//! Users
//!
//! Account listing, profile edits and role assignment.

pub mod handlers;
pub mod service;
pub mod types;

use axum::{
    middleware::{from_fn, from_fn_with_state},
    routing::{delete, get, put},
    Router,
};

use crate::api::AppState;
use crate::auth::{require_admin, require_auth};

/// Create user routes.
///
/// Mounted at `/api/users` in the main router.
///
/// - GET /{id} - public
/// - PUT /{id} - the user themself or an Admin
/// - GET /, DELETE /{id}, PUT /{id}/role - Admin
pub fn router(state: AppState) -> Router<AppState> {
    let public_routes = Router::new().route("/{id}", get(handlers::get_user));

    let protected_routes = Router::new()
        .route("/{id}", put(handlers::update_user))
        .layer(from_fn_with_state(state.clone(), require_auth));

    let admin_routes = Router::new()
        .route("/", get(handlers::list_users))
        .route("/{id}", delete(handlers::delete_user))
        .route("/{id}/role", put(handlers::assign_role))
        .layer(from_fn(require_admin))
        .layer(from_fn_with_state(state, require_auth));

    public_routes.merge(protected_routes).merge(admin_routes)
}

------------------------------------------------------------

What is being asked
Each entry above is to be quoted exactly.

Result for this exercise
//! Users
//!
//! Account listing, profile edits and role assignment.

pub mod handlers;
pub mod service;
pub mod types;

use axum::{
    middleware::{from_fn, from_fn_with_state},
    routing::{delete, get, put},
    Router,
};

use crate::api::AppState;
use crate::auth::{require_admin, require_auth};

/// Create user routes.
///
/// Mounted at `/api/users` in the main router.
///
/// - GET /{id} - public
/// - PUT /{id} - the user themself or an Admin
/// - GET /, DELETE /{id}, PUT /{id}/role - Admin
pub fn router(state: AppState) -> Router<AppState> {
    let public_routes = Router::new().route("/{id}", get(handlers::get_user));

    let protected_routes = Router::new()
        .route("/{id}", put(handlers::update_user))
        .layer(from_fn_with_state(state.clone(), require_auth));

    let admin_routes = Router::new()
        .route("/", get(handlers::list_users))
        .route("/{id}", delete(handlers::delete_user))
        .route("/{id}/role", put(handlers::assign_role))
        .layer(from_fn(require_admin))
        .layer(from_fn_with_state(state, require_auth));

    public_routes.merge(protected_routes).merge(admin_routes)
}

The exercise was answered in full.